___ Records shown ___

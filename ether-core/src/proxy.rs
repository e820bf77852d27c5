//! Client side of the proxy transport.
//!
//! `ProxyEther` forwards each Ether operation to an `ether-proxy` server with strict
//! request/reply discipline. For `recv` the client drives the polling loop itself: every
//! round trip asks the server for one non-blocking poll at the client's watermark.

use async_trait::async_trait;
use chrono::{DateTime, Utc};
use futures::stream::{self, StreamExt};
use futures::SinkExt;
use std::collections::VecDeque;
use std::sync::Arc;
use std::time::Duration;
use tokio::net::TcpStream;
use tokio::sync::Mutex;
use tokio_util::codec::{Framed, LengthDelimitedCodec};

use crate::config::DEFAULT_POLL_INTERVAL_MS;
use crate::error::{EtherError, Result};
use crate::ether::{Ether, MessageStream, RecvQuery};
use crate::ipc::{self, EtherReply, EtherRequest, ReturnValue};
use crate::models::{AsyncMessage, Posting, Trace};

struct Connection {
    framed: Framed<TcpStream, LengthDelimitedCodec>,
    /// Set while a request is awaiting its reply. Still set on the next call means the
    /// previous caller gave up mid round trip and the stream holds a stale reply.
    in_flight: bool,
}

impl Connection {
    async fn dial(addr: &str) -> Result<Self> {
        let stream = TcpStream::connect(addr).await?;
        stream.set_nodelay(true)?;
        Ok(Self {
            framed: Framed::new(stream, ipc::frame_codec()),
            in_flight: false,
        })
    }
}

#[derive(Clone)]
pub struct ProxyEther {
    addr: String,
    conn: Arc<Mutex<Connection>>,
    poll_interval: Duration,
}

async fn round_trip(
    addr: &str,
    conn: &Mutex<Connection>,
    request: &EtherRequest,
) -> Result<ReturnValue> {
    let frame = ipc::encode(request)?;
    let mut conn = conn.lock().await;

    if conn.in_flight {
        tracing::warn!("Abandoned request on proxy connection, redialling {}", addr);
        *conn = Connection::dial(addr).await?;
    }

    conn.in_flight = true;
    conn.framed.send(frame).await?;
    let reply = match conn.framed.next().await {
        Some(frame) => frame?,
        None => return Err(EtherError::transport("proxy closed the connection")),
    };
    conn.in_flight = false;

    let reply: EtherReply = ipc::decode(&reply)?;
    reply.into_result()
}

fn unexpected(command: &str, payload: &ReturnValue) -> EtherError {
    EtherError::transport(format!(
        "malformed return value for {}: {:?}",
        command, payload
    ))
}

impl ProxyEther {
    pub async fn connect(addr: &str) -> Result<Self> {
        let conn = Connection::dial(addr).await?;
        tracing::info!("Connected to ether proxy at {}", addr);
        Ok(Self {
            addr: addr.to_string(),
            conn: Arc::new(Mutex::new(conn)),
            poll_interval: Duration::from_millis(DEFAULT_POLL_INTERVAL_MS),
        })
    }

    pub fn with_poll_interval(mut self, interval: Duration) -> Self {
        self.poll_interval = interval;
        self
    }

    pub fn addr(&self) -> &str {
        &self.addr
    }

    async fn call(&self, request: &EtherRequest) -> Result<ReturnValue> {
        round_trip(&self.addr, &self.conn, request).await
    }
}

/// Cursor state owned by a single proxied `recv` stream.
struct RemotePoll {
    addr: String,
    conn: Arc<Mutex<Connection>>,
    query: RecvQuery,
    watermark: DateTime<Utc>,
    interval: Duration,
    pending: VecDeque<AsyncMessage>,
    polled: bool,
}

impl RemotePoll {
    async fn poll(&mut self) -> Result<()> {
        let request = EtherRequest::Recv {
            query: self.query.clone(),
            start: self.watermark,
        };
        match round_trip(&self.addr, &self.conn, &request).await? {
            ReturnValue::Messages(msgs) => {
                if let Some(sent) = msgs.last().and_then(|m| m.sent_at) {
                    self.watermark = sent;
                }
                self.pending.extend(msgs);
                Ok(())
            }
            other => Err(unexpected("recv", &other)),
        }
    }
}

#[async_trait]
impl Ether for ProxyEther {
    async fn send(&self, msg: &mut AsyncMessage) -> Result<i64> {
        msg.check_sendable()?;
        let request = EtherRequest::Send {
            message: msg.clone(),
        };
        match self.call(&request).await? {
            ReturnValue::Sent {
                message_id,
                sent_at,
            } => {
                msg.id = Some(message_id);
                msg.sent_at = Some(sent_at);
                Ok(message_id)
            }
            other => Err(unexpected("send", &other)),
        }
    }

    async fn begin_trace(
        &self,
        name: &str,
        msg: &mut AsyncMessage,
        duration: Duration,
    ) -> Result<Trace> {
        msg.check_can_begin_trace()?;
        let request = EtherRequest::BeginTrace {
            name: name.to_string(),
            message: msg.clone(),
            duration,
        };
        match self.call(&request).await? {
            ReturnValue::TraceBegun {
                trace,
                message_id,
                sent_at,
            } => {
                msg.trace = Some(trace.clone());
                msg.id = Some(message_id);
                msg.sent_at = Some(sent_at);
                msg.starts_trace = true;
                Ok(trace)
            }
            other => Err(unexpected("begin_trace", &other)),
        }
    }

    async fn end_trace(&self, trace: &mut Trace) -> Result<()> {
        trace.check_can_end()?;
        let request = EtherRequest::EndTrace {
            trace: trace.clone(),
        };
        match self.call(&request).await? {
            ReturnValue::Nil => {
                trace.active = false;
                Ok(())
            }
            other => Err(unexpected("end_trace", &other)),
        }
    }

    fn recv(&self, query: RecvQuery) -> MessageStream {
        let state = RemotePoll {
            addr: self.addr.clone(),
            conn: Arc::clone(&self.conn),
            watermark: query.start_or_now(),
            query,
            interval: self.poll_interval,
            pending: VecDeque::new(),
            polled: false,
        };

        stream::unfold(state, |mut st| async move {
            loop {
                if let Some(msg) = st.pending.pop_front() {
                    return Some((Ok(msg), st));
                }
                if st.polled {
                    if !st.query.blocking {
                        return None;
                    }
                    tokio::time::sleep(st.interval).await;
                }
                st.polled = true;

                match st.poll().await {
                    Ok(()) => {}
                    Err(e) if e.is_contract() => {
                        // Retrying the same query cannot succeed.
                        st.query.blocking = false;
                        return Some((Err(e), st));
                    }
                    Err(e) => {
                        tracing::warn!("recv from proxy {} failed, retrying: {}", st.addr, e);
                    }
                }
            }
        })
        .boxed()
    }

    async fn post(&self, _posting: &Posting) -> Result<()> {
        Err(EtherError::unsupported("post over the proxy transport"))
    }
}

___

### What you are asked to do
Locate the word "DateTime" in the entries, and copy every line where it is found.

### Task answer
use chrono::{DateTime, Utc};
    watermark: DateTime<Utc>,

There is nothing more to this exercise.